Im eyeing up a belkin Cat 6 cable from PC World. 

Cheers. dan.


----------



## Grings (May 10, 2008)

To be honest i cant see a different lan cable making any difference at all, unless its a very old one your using, if it came with your router it should be fine.

I found a slight improvement in internet speeds using a better quality rj11 cable (the one that goes from the phone line/adsl filter to the modem)


----------



## theeldest (May 12, 2008)

In my experience, the only time a cable might be bad is if it was in one position for a long time, then you moved it. Example: Let's say that one of the heads was bent to the left for a couple years, then you move it, and it's bending to the right. (Everyone has a preference, left or right. Know what I mean ).

But I've never really seen this happen with Cat5 (or anything with an RJ## plug for that matter)

You might want to mess with the QoS settings on the router to give your computer preference over any other device. Also, be sure that you have password protection on the router along with encryption (WAP is preferable over WEP). Otherwise you'll probably have a problem with Hop-Ons (<- Arrested Development reference ).


----------



## Polaris573 (May 13, 2008)

The only difference between cat 5 and cat 6 is it has more stringent specifications to prevent crosstalk. I do not know how your network is setup, but unless you are running a gigabit network over long distances (greater than 100 meters) around fluorescent lights or other devices that produces a lot of EM interference then CAT6 over CAT5e is going to be irellevant.  If you're experiencing lag while gaming the problem most likely lies with your internet connection or other devices/programs utilizing network resources while you game.


----------



## lemonadesoda (May 13, 2008)

Are you WIRED or WIRELESS from your router to your xbox. Although you mentioned cable, was that router to Xbox, or modem to router, or AP to xbox, or something else?
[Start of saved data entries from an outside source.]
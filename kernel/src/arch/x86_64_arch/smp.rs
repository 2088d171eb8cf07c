//! SMP (Symmetric Multi-Processing) support for x86_64.
//!
//! This module handles CPU detection, per-CPU data structures, and AP (Application Processor)
//! startup.

#![allow(dead_code)]

use alloc::boxed::Box;
use alloc::string::{String, ToString};
use alloc::vec::Vec;
use core::sync::atomic::{AtomicBool, AtomicU32, Ordering};
use spin::Mutex;

/// Maximum number of supported CPUs
pub const MAX_CPUS: usize = 256;

/// CPU information from CPUID
#[derive(Debug, Clone)]
pub struct CpuInfo {
    /// APIC ID
    pub apic_id: u8,
    /// Whether this is the BSP (Bootstrap Processor)
    pub is_bsp: bool,
    /// Whether this CPU is online
    pub online: bool,
    /// CPU vendor string (e.g., "GenuineIntel", "AuthenticAMD")
    pub vendor: String,
    /// CPU brand string (e.g., "Intel Core i7...")
    pub brand: String,
    /// CPU family
    pub family: u8,
    /// CPU model
    pub model: u8,
    /// CPU stepping
    pub stepping: u8,
    /// Feature flags
    pub features: CpuFeatures,
}

/// CPU features detected via CPUID
#[derive(Debug, Clone, Default)]
pub struct CpuFeatures {
    // Basic features (CPUID.01H:EDX)
    pub fpu: bool,           // x87 FPU
    pub vme: bool,           // Virtual 8086 extensions
    pub de: bool,            // Debugging extensions
    pub pse: bool,           // Page Size Extension
    pub tsc: bool,           // Time Stamp Counter
    pub msr: bool,           // Model-Specific Registers
    pub pae: bool,           // Physical Address Extension
    pub mce: bool,           // Machine Check Exception
    pub cx8: bool,           // CMPXCHG8B
    pub apic: bool,          // On-chip APIC
    pub sep: bool,           // SYSENTER/SYSEXIT
    pub mtrr: bool,          // Memory Type Range Registers
    pub pge: bool,           // Page Global Enable
    pub mca: bool,           // Machine Check Architecture
    pub cmov: bool,          // Conditional Move
    pub pat: bool,           // Page Attribute Table
    pub pse36: bool,         // 36-bit Page Size Extension
    pub psn: bool,           // Processor Serial Number
    pub clfsh: bool,         // CLFLUSH
    pub ds: bool,            // Debug Store
    pub acpi: bool,          // ACPI thermal/power control
    pub mmx: bool,           // MMX
    pub fxsr: bool,          // FXSAVE/FXRSTOR
    pub sse: bool,           // SSE
    pub sse2: bool,          // SSE2
    pub ss: bool,            // Self Snoop
    pub htt: bool,           // Hyper-Threading
    pub tm: bool,            // Thermal Monitor
    pub ia64: bool,          // IA-64 processor emulating x86
    pub pbe: bool,           // Pending Break Enable

    // Extended features (CPUID.01H:ECX)
    pub sse3: bool,          // SSE3
    pub pclmulqdq: bool,     // PCLMULQDQ
    pub dtes64: bool,        // 64-bit Debug Store
    pub monitor: bool,       // MONITOR/MWAIT
    pub ds_cpl: bool,        // CPL Qualified Debug Store
    pub vmx: bool,           // Virtual Machine Extensions
    pub smx: bool,           // Safer Mode Extensions
    pub eist: bool,          // Enhanced SpeedStep
    pub tm2: bool,           // Thermal Monitor 2
    pub ssse3: bool,         // SSSE3
    pub cnxt_id: bool,       // L1 Context ID
    pub sdbg: bool,          // Silicon Debug
    pub fma: bool,           // FMA
    pub cx16: bool,          // CMPXCHG16B
    pub xtpr: bool,          // xTPR Update Control
    pub pdcm: bool,          // Performance/Debug Capability MSR
    pub pcid: bool,          // Process Context Identifiers
    pub dca: bool,           // Direct Cache Access
    pub sse4_1: bool,        // SSE4.1
    pub sse4_2: bool,        // SSE4.2
    pub x2apic: bool,        // x2APIC
    pub movbe: bool,         // MOVBE
    pub popcnt: bool,        // POPCNT
    pub tsc_deadline: bool,  // TSC-Deadline
    pub aes: bool,           // AES
    pub xsave: bool,         // XSAVE
    pub osxsave: bool,       // OSXSAVE
    pub avx: bool,           // AVX
    pub f16c: bool,          // F16C
    pub rdrand: bool,        // RDRAND
    pub hypervisor: bool,    // Hypervisor present

    // Extended features (CPUID.07H:EBX)
    pub fsgsbase: bool,      // FSGSBASE
    pub bmi1: bool,          // BMI1
    pub hle: bool,           // Hardware Lock Elision
    pub avx2: bool,          // AVX2
    pub smep: bool,          // Supervisor Mode Execution Prevention
    pub bmi2: bool,          // BMI2
    pub erms: bool,          // Enhanced REP MOVSB/STOSB
    pub invpcid: bool,       // INVPCID
    pub rtm: bool,           // Restricted Transactional Memory
    pub pqm: bool,           // Platform Quality of Service Monitoring
    pub mpx: bool,           // Memory Protection Extensions
    pub pqe: bool,           // Platform Quality of Service Enforcement
    pub avx512f: bool,       // AVX-512 Foundation
    pub avx512dq: bool,      // AVX-512 Doubleword/Quadword
    pub rdseed: bool,        // RDSEED
    pub adx: bool,           // ADX (ADCX/ADOX)
    pub smap: bool,          // Supervisor Mode Access Prevention
    pub avx512ifma: bool,    // AVX-512 Integer FMA
    pub pcommit: bool,       // PCOMMIT (deprecated)
    pub clflushopt: bool,    // CLFLUSHOPT
    pub clwb: bool,          // CLWB
    pub intel_pt: bool,      // Intel Processor Trace
    pub avx512pf: bool,      // AVX-512 Prefetch
    pub avx512er: bool,      // AVX-512 Exponential/Reciprocal
    pub avx512cd: bool,      // AVX-512 Conflict Detection
    pub sha: bool,           // SHA extensions
    pub avx512bw: bool,      // AVX-512 Byte/Word
    pub avx512vl: bool,      // AVX-512 Vector Length Extensions

    // Extended AMD features (CPUID.80000001H:EDX/ECX)
    pub syscall: bool,       // SYSCALL/SYSRET
    pub nx: bool,            // No-Execute bit
    pub mmxext: bool,        // AMD MMX extensions
    pub fxsr_opt: bool,      // FXSAVE/FXRSTOR optimizations
    pub pdpe1gb: bool,       // 1GB pages
    pub rdtscp: bool,        // RDTSCP
    pub lm: bool,            // Long Mode (64-bit)
    pub _3dnowext: bool,     // AMD 3DNow! extensions
    pub _3dnow: bool,        // AMD 3DNow!
    pub lahf_lm: bool,       // LAHF/SAHF in Long Mode
    pub cmp_legacy: bool,    // Hyperthreading not valid
    pub svm: bool,           // Secure Virtual Machine (AMD-V)
    pub extapic: bool,       // Extended APIC space
    pub cr8_legacy: bool,    // CR8 in 32-bit mode
    pub abm: bool,           // Advanced bit manipulation
    pub sse4a: bool,         // SSE4a
    pub misalignsse: bool,   // Misaligned SSE
    pub _3dnow_prefetch: bool, // 3DNow! prefetch
    pub osvw: bool,          // OS Visible Workaround
    pub ibs: bool,           // Instruction Based Sampling
    pub xop: bool,           // XOP
    pub skinit: bool,        // SKINIT/STGI
    pub wdt: bool,           // Watchdog Timer
    pub lwp: bool,           // Lightweight Profiling
    pub fma4: bool,          // FMA4
    pub tce: bool,           // Translation Cache Extension
    pub nodeid_msr: bool,    // NodeId MSR
    pub tbm: bool,           // Trailing Bit Manipulation
    pub topoext: bool,       // Topology Extensions
    pub perfctr_core: bool,  // Core Performance Counter Extensions
    pub perfctr_nb: bool,    // NB Performance Counter Extensions
}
If wireless, you may get interference from phones, other wireless lans, etc. Get a cable.

You may get lag from other people on your network. Is it shared with anyone else, or other PCs?

It may just be your ISP.  Different ISPs have different service qualities even on the very same wires you have to the telephone exchange. Who is your ISP... check their service quality.


----------



## Dan2312 (May 16, 2008)

My Xbox is wired, but i cannot play on pc and xbox at same time, it was router to xbox, 

the whole lot is wired up, router itself is wireless, but ive wired the pc + 360 into the lan ports, my dad does share the network, but he's rarely on it. 

The game runs smooth until the screen goes all blurry then it all goes soo slow, now im debating its my pc, but my pc is wayyy above minimum spec and i don't get any bother from single player, my processer is single core, maybe it cannot handle the connection with 64 players at the sametime as the games graphics?


----------



## Polaris573 (May 16, 2008)

What game are you playing?


----------



## ShadowFold (May 17, 2008)

I didnt notice anything going from CAT5 to CAT6.. It was only 1$ for a 3 footer on newegg and figured what the hell. I dont regret it but I didnt notice anything.


----------